Another Canadian, Gabriel Grenier, almost drowned in a night river crossing when the safety rope broke. “I half swam, half was pulled to shore puking river water I swallowed and the smell of a nearby decomposing enemy killed the day before. The next day I was ordered to Saigon to replace my lost green card.”

Pat Daly was from Ireland. He was shot in the hip during the Saigon fighting. At our 50 year reunion this last August six of us were sitting at a table reminiscing. “Daly, your Irish luck held even on your way out. Klemme and I were on the foot of the stretcher running you from the aid station to the chopper.
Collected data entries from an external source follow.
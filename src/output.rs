//! Annotated YAML output.
//!
//! The merged tree is serialised with source attribution as comments:
//! when every leaf beneath a mapping shares one source file, a block
//! comment (`# From: <relative-path>`) precedes the mapping; where leaves
//! diverge, each leaf carries an inline comment. Values that were replaced
//! during the merge get an `(overridden)` marker for readability.

use std::collections::BTreeMap;
use std::path::{Path, PathBuf};

use crate::error::ResolverError;
use crate::model::{format_float, join_path, ConfigValue, Mapping, ResolverResult};
use crate::resolve::relative_to_project;

const INDENT: &str = "  ";

/// Output file name for a profile set:
/// `application-<p1>-<p2>-…-computed.yml`.
pub fn output_filename(profiles: &[String]) -> String {
    if profiles.is_empty() {
        "application-computed.yml".to_string()
    } else {
        format!("application-{}-computed.yml", profiles.join("-"))
    }
}

/// Render the merged tree as annotated YAML.
pub fn render(result: &ResolverResult, project_root: &Path) -> String {
    let rel_sources: BTreeMap<&str, String> = result
        .sources
        .iter()
        .map(|(path, source)| {
            (
                path.as_str(),
                relative_to_project(&source.file, project_root),
            )
        })
        .collect();

    let renderer = Renderer {
        sources: rel_sources,
        overridden: &result.overridden,
    };
    let mut out = String::new();
    renderer.render_map(&result.config, "", 0, false, &mut out);
    out
}

/// Render and write to `<output_dir>/<filename>`, creating the directory
/// if missing. Returns the written path.
pub fn write_output(
    result: &ResolverResult,
    project_root: &Path,
    output_dir: &Path,
    profiles: &[String],
) -> Result<PathBuf, ResolverError> {
    std::fs::create_dir_all(output_dir).map_err(|e| ResolverError::Io {
        path: output_dir.to_path_buf(),
        source: e,
    })?;
    let path = output_dir.join(output_filename(profiles));
    let rendered = render(result, project_root);
    std::fs::write(&path, rendered).map_err(|e| ResolverError::Io {
        path: path.clone(),
        source: e,
    })?;
    Ok(path)
}

struct Renderer<'a> {
    sources: BTreeMap<&'a str, String>,
    overridden: &'a std::collections::BTreeSet<String>,
}

impl Renderer<'_> {
    fn render_map(
        &self,
        map: &Mapping,
        prefix: &str,
        indent: usize,
        suppress_comments: bool,
        out: &mut String,
    ) {
        let pad = INDENT.repeat(indent);
        for (key, value) in map {
            let path = join_path(prefix, key);
            match value {
                ConfigValue::Map(nested) if !nested.is_empty() => {
                    let uniform = self.uniform_source(&path);
                    if !suppress_comments {
                        if let Some(source) = &uniform {
                            out.push_str(&format!("{pad}# From: {source}\n"));
                        }
                    }
                    out.push_str(&format!("{pad}{}:\n", render_key(key)));
                    self.render_map(
                        nested,
                        &path,
                        indent + 1,
                        suppress_comments || uniform.is_some(),
                        out,
                    );
                }
                ConfigValue::Map(_) => {
                    out.push_str(&format!("{pad}{}: {{}}\n", render_key(key)));
                }
                ConfigValue::Seq(items) => {
                    out.push_str(&format!(
                        "{pad}{}:{}\n",
                        render_key(key),
                        self.comment_for(&path, suppress_comments)
                    ));
                    self.render_seq(items, indent + 1, out);
                }
                scalar => {
                    out.push_str(&format!(
                        "{pad}{}: {}{}\n",
                        render_key(key),
                        render_scalar(scalar),
                        self.comment_for(&path, suppress_comments)
                    ));
                }
            }
        }
    }

    fn render_seq(&self, items: &[ConfigValue], indent: usize, out: &mut String) {
        let pad = INDENT.repeat(indent);
        for item in items {
            match item {
                ConfigValue::Map(map) if !map.is_empty() => {
                    out.push_str(&format!("{pad}-\n"));
                    // sequence contents are attributed as a whole
                    self.render_map(map, "", indent + 1, true, out);
                }
                ConfigValue::Map(_) => out.push_str(&format!("{pad}- {{}}\n")),
                ConfigValue::Seq(nested) => {
                    out.push_str(&format!("{pad}-\n"));
                    self.render_seq(nested, indent + 1, out);
                }
                scalar => out.push_str(&format!("{pad}- {}\n", render_scalar(scalar))),
            }
        }
    }

    fn comment_for(&self, path: &str, suppress: bool) -> String {
        if suppress {
            return String::new();
        }
        let Some(source) = self.sources.get(path) else {
            return String::new();
        };
        if self.overridden.contains(path) {
            format!("  # {source} (overridden)")
        } else {
            format!("  # {source}")
        }
    }

    /// The single source shared by every leaf at or under `path`, if there
    /// is exactly one.
    fn uniform_source(&self, path: &str) -> Option<String> {
        let prefix = format!("{path}.");
        let mut found: Option<&str> = None;
        for (entry, source) in &self.sources {
            if *entry == path || entry.starts_with(&prefix) {
                match found {
                    None => found = Some(source),
                    Some(existing) if existing == source => {}
                    Some(_) => return None,
                }
            }
        }
        found.map(|s| s.to_string())
    }
}

fn render_key(key: &str) -> String {
    if key.is_empty() || needs_quotes(key) {
        quote(key)
    } else {
        key.to_string()
    }
}

fn render_scalar(value: &ConfigValue) -> String {
    match value {
        ConfigValue::Null => "null".to_string(),
        ConfigValue::Bool(b) => b.to_string(),
        ConfigValue::Int(i) => i.to_string(),
        ConfigValue::Float(f) => format_float(*f),
        ConfigValue::Str(s) => {
            if needs_quotes(s) {
                quote(s)
            } else {
                s.clone()
            }
        }
        ConfigValue::Seq(_) | ConfigValue::Map(_) => String::new(),
    }
}

/// Whether a plain YAML scalar would be misread without quoting.
fn needs_quotes(s: &str) -> bool {
    if s.is_empty() || s != s.trim() || s.contains('\n') {
        return true;
    }
    // would parse as a non-string scalar
    if !matches!(ConfigValue::from_scalar_str(s), ConfigValue::Str(_)) {
        return true;
    }
    let lowered = s.to_ascii_lowercase();
    if matches!(lowered.as_str(), "null" | "~" | "yes" | "no" | "on" | "off") {
        return true;
    }
    if s.starts_with(|c: char| "-?:,[]{}#&*!|>'\"%@`".contains(c)) {
        return true;
    }
    s.contains(": ") || s.ends_with(':') || s.contains(" #")
}

fn quote(s: &str) -> String {
    let mut out = String::with_capacity(s.len() + 2);
    out.push('"');
    for c in s.chars() {
        match c {
            '"' => out.push_str("\\\""),
            '\\' => out.push_str("\\\\"),
            '\n' => out.push_str("\\n"),
            '\t' => out.push_str("\\t"),
            other => out.push(other),
        }
    }
    out.push('"');
    out
}

#[cfg(test)]
mod tests {
    use super::*;
    use crate::model::{ConfigSource, SourceMap};
    use std::collections::BTreeSet;
    use std::path::PathBuf;

    fn result_from(
        yaml: &str,
        sources: Vec<(&str, &str)>,
        overridden: Vec<&str>,
    ) -> ResolverResult {
        let config = crate::parser::parse_yaml(yaml, Path::new("application.yml"))
            .unwrap()
            .documents
            .remove(0)
            .content;
        let mut source_map = SourceMap::new();
        for (path, file) in sources {
            source_map.insert(path.to_string(), ConfigSource::new(file, 0));
        }
        ResolverResult {
            config,
            sources: source_map,
            overridden: overridden.into_iter().map(|s| s.to_string()).collect(),
            warnings: Vec::new(),
            active_profiles: vec!["prod".to_string()],
        }
    }

    fn render_at_root(result: &ResolverResult) -> String {
        render(result, Path::new("/definitely/not/a/prefix"))
    }

    #[test]
    fn filename_joins_profiles() {
        assert_eq!(
            output_filename(&["prod".to_string(), "aws".to_string()]),
            "application-prod-aws-computed.yml"
        );
        assert_eq!(output_filename(&[]), "application-computed.yml");
    }

    #[test]
    fn uniform_section_gets_block_comment() {
        let result = result_from(
            "server:\n  port: 80\n  host: web\n",
            vec![
                ("server.port", "application-prod.yml"),
                ("server.host", "application-prod.yml"),
            ],
            vec![],
        );
        let out = render_at_root(&result);
        assert!(out.contains("# From: application-prod.yml\nserver:\n"));
        // leaves under a uniform section carry no inline comments
        assert!(out.contains("  port: 80\n"));
        assert!(!out.contains("port: 80  #"));
    }

    #[test]
    fn divergent_leaves_get_inline_comments() {
        let result = result_from(
            "server:\n  port: 80\n  host: web\n",
            vec![
                ("server.port", "application-prod.yml"),
                ("server.host", "application.yml"),
            ],
            vec![],
        );
        let out = render_at_root(&result);
        assert!(!out.contains("# From:"));
        assert!(out.contains("port: 80  # application-prod.yml"));
        assert!(out.contains("host: web  # application.yml"));
    }

    #[test]
    fn overridden_marker_appended() {
        let result = result_from(
            "port: 80\nname: x\n",
            vec![("port", "application-prod.yml"), ("name", "application.yml")],
            vec!["port"],
        );
        let out = render_at_root(&result);
        assert!(out.contains("port: 80  # application-prod.yml (overridden)"));
        assert!(out.contains("name: x  # application.yml\n"));
    }

    #[test]
    fn sequences_render_block_style() {
        let result = result_from(
            "hosts:\n  - a\n  - b\n",
            vec![("hosts", "application.yml")],
            vec![],
        );
        let out = render_at_root(&result);
        assert!(out.contains("hosts:  # application.yml\n  - a\n  - b\n"));
    }

    #[test]
    fn mapping_items_inside_sequences() {
        let result = result_from(
            "servers:\n  - name: a\n    port: 1\n",
            vec![("servers", "application.yml")],
            vec![],
        );
        let out = render_at_root(&result);
        assert!(out.contains("servers:  # application.yml\n  -\n    name: a\n    port: 1\n"));
    }

    #[test]
    fn strings_quoted_when_ambiguous() {
        assert_eq!(render_scalar(&ConfigValue::Str("plain".into())), "plain");
        assert_eq!(
            render_scalar(&ConfigValue::Str("jdbc:postgresql://db/x".into())),
            "jdbc:postgresql://db/x"
        );
        assert_eq!(render_scalar(&ConfigValue::Str("8080".into())), "\"8080\"");
        assert_eq!(render_scalar(&ConfigValue::Str("true".into())), "\"true\"");
        assert_eq!(render_scalar(&ConfigValue::Str("no".into())), "\"no\"");
        assert_eq!(render_scalar(&ConfigValue::Str("".into())), "\"\"");
        assert_eq!(
            render_scalar(&ConfigValue::Str("a: b".into())),
            "\"a: b\""
        );
        assert_eq!(
            render_scalar(&ConfigValue::Str(" padded ".into())),
            "\" padded \""
        );
        assert_eq!(
            render_scalar(&ConfigValue::Str("line\nbreak".into())),
            "\"line\\nbreak\""
        );
    }

    #[test]
    fn float_keeps_decimal_point() {
        assert_eq!(render_scalar(&ConfigValue::Float(5.0)), "5.0");
        assert_eq!(render_scalar(&ConfigValue::Float(1.25)), "1.25");
    }

    #[test]
    fn empty_mapping_rendered_inline() {
        let result = result_from("empty: {}\nafter: 1\n", vec![("after", "a.yml")], vec![]);
        let out = render_at_root(&result);
        assert!(out.contains("empty: {}\n"));
    }

    #[test]
    fn nested_uniform_inside_divergent_parent() {
        let result = result_from(
            "app:\n  db:\n    url: x\n    pool: 5\n  name: demo\n",
            vec![
                ("app.db.url", "application-prod.yml"),
                ("app.db.pool", "application-prod.yml"),
                ("app.name", "application.yml"),
            ],
            vec![],
        );
        let out = render_at_root(&result);
        // app diverges, app.db is uniform
        assert!(out.contains("  # From: application-prod.yml\n  db:\n"));
        assert!(out.contains("name: demo  # application.yml"));
        assert!(!out.contains("url: x  #"));
    }

    #[test]
    fn write_output_creates_directory() {
        let dir = tempfile::TempDir::new().unwrap();
        let result = result_from("a: 1\n", vec![("a", "application.yml")], vec![]);
        let out_dir = dir.path().join(".computed");
        let path = write_output(
            &result,
            dir.path(),
            &out_dir,
            &["prod".to_string()],
        )
        .unwrap();
        assert_eq!(path, out_dir.join("application-prod-computed.yml"));
        let written = std::fs::read_to_string(&path).unwrap();
        assert!(written.contains("a: 1"));
    }

    #[test]
    fn relative_paths_in_comments() {
        let dir = tempfile::TempDir::new().unwrap();
        let resources = dir.path().join("src/main/resources");
        std::fs::create_dir_all(&resources).unwrap();
        let file = resources.join("application.yml");
        std::fs::write(&file, "a: 1\n").unwrap();

        let mut source_map = SourceMap::new();
        source_map.insert("a".to_string(), ConfigSource::new(file, 0));
        let result = ResolverResult {
            config: crate::parser::parse_yaml("a: 1\n", Path::new("application.yml"))
                .unwrap()
                .documents
                .remove(0)
                .content,
            sources: source_map,
            overridden: BTreeSet::new(),
            warnings: Vec::new(),
            active_profiles: vec![],
        };
        let out = render(&result, dir.path());
        assert!(out.contains("a: 1  # src/main/resources/application.yml"));
    }

    #[test]
    fn key_needing_quotes() {
        let mut config = Mapping::new();
        config.insert("on".to_string(), ConfigValue::Bool(true));
        let result = ResolverResult {
            config,
            sources: SourceMap::new(),
            overridden: BTreeSet::new(),
            warnings: Vec::new(),
            active_profiles: vec![],
        };
        let out = render_at_root(&result);
        assert!(out.contains("\"on\": true"));
    }

    #[test]
    fn deterministic_rendering() {
        let result = result_from(
            "b: 2\na: 1\n",
            vec![("a", "x.yml"), ("b", "y.yml")],
            vec![],
        );
        let first = render_at_root(&result);
        let second = render_at_root(&result);
        assert_eq!(first, second);
        // declaration order preserved, not alphabetical
        assert!(first.find("b: 2").unwrap() < first.find("a: 1").unwrap());
    }
}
Two bullets ricocheted off the side of a building and buzzed just in front of us and just over you.”

“When the bullet hit me in the hip I went right down,” said Daly. “McIntosh tore a door down so I could be carried to an armored personnel carrier. I was put on its ramp. I’ve never told anyone this for 50 years. The track commander, a young guy with a perfect red handlebar mustache, looked me over, motioned to his crew and then spoke to me.”

“We’re going to put a G.I.’s body on you.” When I asked why, he continued. “You’re bleeding. We have to get you to an aid station. We’ll have to fight our way out of here. The machine gun mounted above you will be showering hot bullet casings down.”

“They laid him on me. I held him by the shoulders a bit off my face so I could breathe easier. Over the years I’ve thought of that G.I.’s mother and what she may have thought had she known her son’s body shielded a wounded G.I. from hot brass.”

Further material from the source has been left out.